Plus de foi... ou plus de service ?
Article mis en ligne le 18 octobre 2013

par Père Christophe Kerhardy sj

 L’homélie

Juste avant le passage que nous venons de lire, Jésus vient de mettre la barre très haut. Vous me demandez combien de fois vous devez pardonner, je ne vous dis pas 7 fois, mais 70 fois 7 fois. Les disciples ont un peu le vertige. Cela leur paraît impossible ! Alors ils se tournent vers Jésus et lui demandent : « Augmente en nous la foi. »

La réponse de Jésus à quelque chose de surréaliste : « La foi, si vous en aviez gros comme un grain de moutarde, vous diriez au grand arbre que voici : « Déracine-toi et va te planter dans la mer » ; il vous obéirait ! »

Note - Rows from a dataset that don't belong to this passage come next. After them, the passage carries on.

//! Frames crossing the session boundary.
//!
//! Inbound frames arrive from the transport already split into binary and
//! text.  Outbound messages serialize untagged, so each variant's field set
//! is its wire shape:
//!
//! ```text
//! {"info": "..."}
//! {"info": "...", "redirect": "..."}
//! {"text": "..."}
//! {"text": "...", "scores": {...}, "timestamp": 1712345678.25}
//! {"error": "..."}
//! ```

use std::time::{SystemTime, UNIX_EPOCH};

use serde::Serialize;

use crate::scoring::ScoreResult;

/// One frame received from the client.
#[derive(Debug, Clone, PartialEq, Eq)]
pub enum InboundFrame {
    /// Packed signed 16-bit little-endian mono samples.
    Audio(Vec<u8>),
    /// Not part of the protocol; logged and ignored.
    Text(String),
}

/// One message sent to the client.
#[derive(Debug, Clone, PartialEq, Serialize)]
#[serde(untagged)]
pub enum OutboundMessage {
    /// Status notice carrying a replacement path.
    Deprecated { info: String, redirect: String },
    /// Status/lifecycle notice.
    Info { info: String },
    /// Transcript with scores (debate variant).
    Scored {
        text: String,
        scores: ScoreResult,
        timestamp: f64,
    },
    /// Transcript only, or a bracketed transcription error.
    Text { text: String },
    /// Non-fatal error notice for the current operation.
    Error { error: String },
}

impl OutboundMessage {
    pub fn info(info: impl Into<String>) -> Self {
        OutboundMessage::Info { info: info.into() }
    }

    pub fn text(text: impl Into<String>) -> Self {
        OutboundMessage::Text { text: text.into() }
    }

    pub fn error(error: impl Into<String>) -> Self {
        OutboundMessage::Error {
            error: error.into(),
        }
    }

    /// Transcript plus scores, stamped with the current wall-clock time.
    pub fn scored(text: impl Into<String>, scores: ScoreResult) -> Self {
        OutboundMessage::Scored {
            text: text.into(),
            scores,
            timestamp: unix_timestamp(),
        }
    }

    /// JSON text for the wire.
    pub fn to_json(&self) -> Result<String, serde_json::Error> {
        serde_json::to_string(self)
    }
}

/// Seconds since the Unix epoch, with sub-second precision.
pub fn unix_timestamp() -> f64 {
    SystemTime::now()
        .duration_since(UNIX_EPOCH)
        .map(|d| d.as_secs_f64())
        .unwrap_or(0.0)
}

Certes ce serait très spectaculaire, mais à quoi cela servirait-il ? Nos arbres, notre forêt des hauts est suffisamment menacée par le feu pour que la foi n’ait pas besoin d’y apporter le coup de grâce. En revanche, je crois qu’il y a des déracinements bien plus utiles à opérer. Voyez comment le mauvais a pris racine dans le cœur de l’humanité ; les pommes de discorde, les raisins de la colère, les fleurs du mal, y poussent allègrement. Quand je jette un coup d’œil sur le champ du voisin, j’ai vite fait de remarquer toutes ces espèces invasives. Mais c’est d’abord en moi qu’il faut repérer comment l’ennemi prospère afin de l’en déraciner. En y réfléchissant bien, peut être que la foi se fortifie précisément quand on est sur le point de se “planter” comme disent les jeunes.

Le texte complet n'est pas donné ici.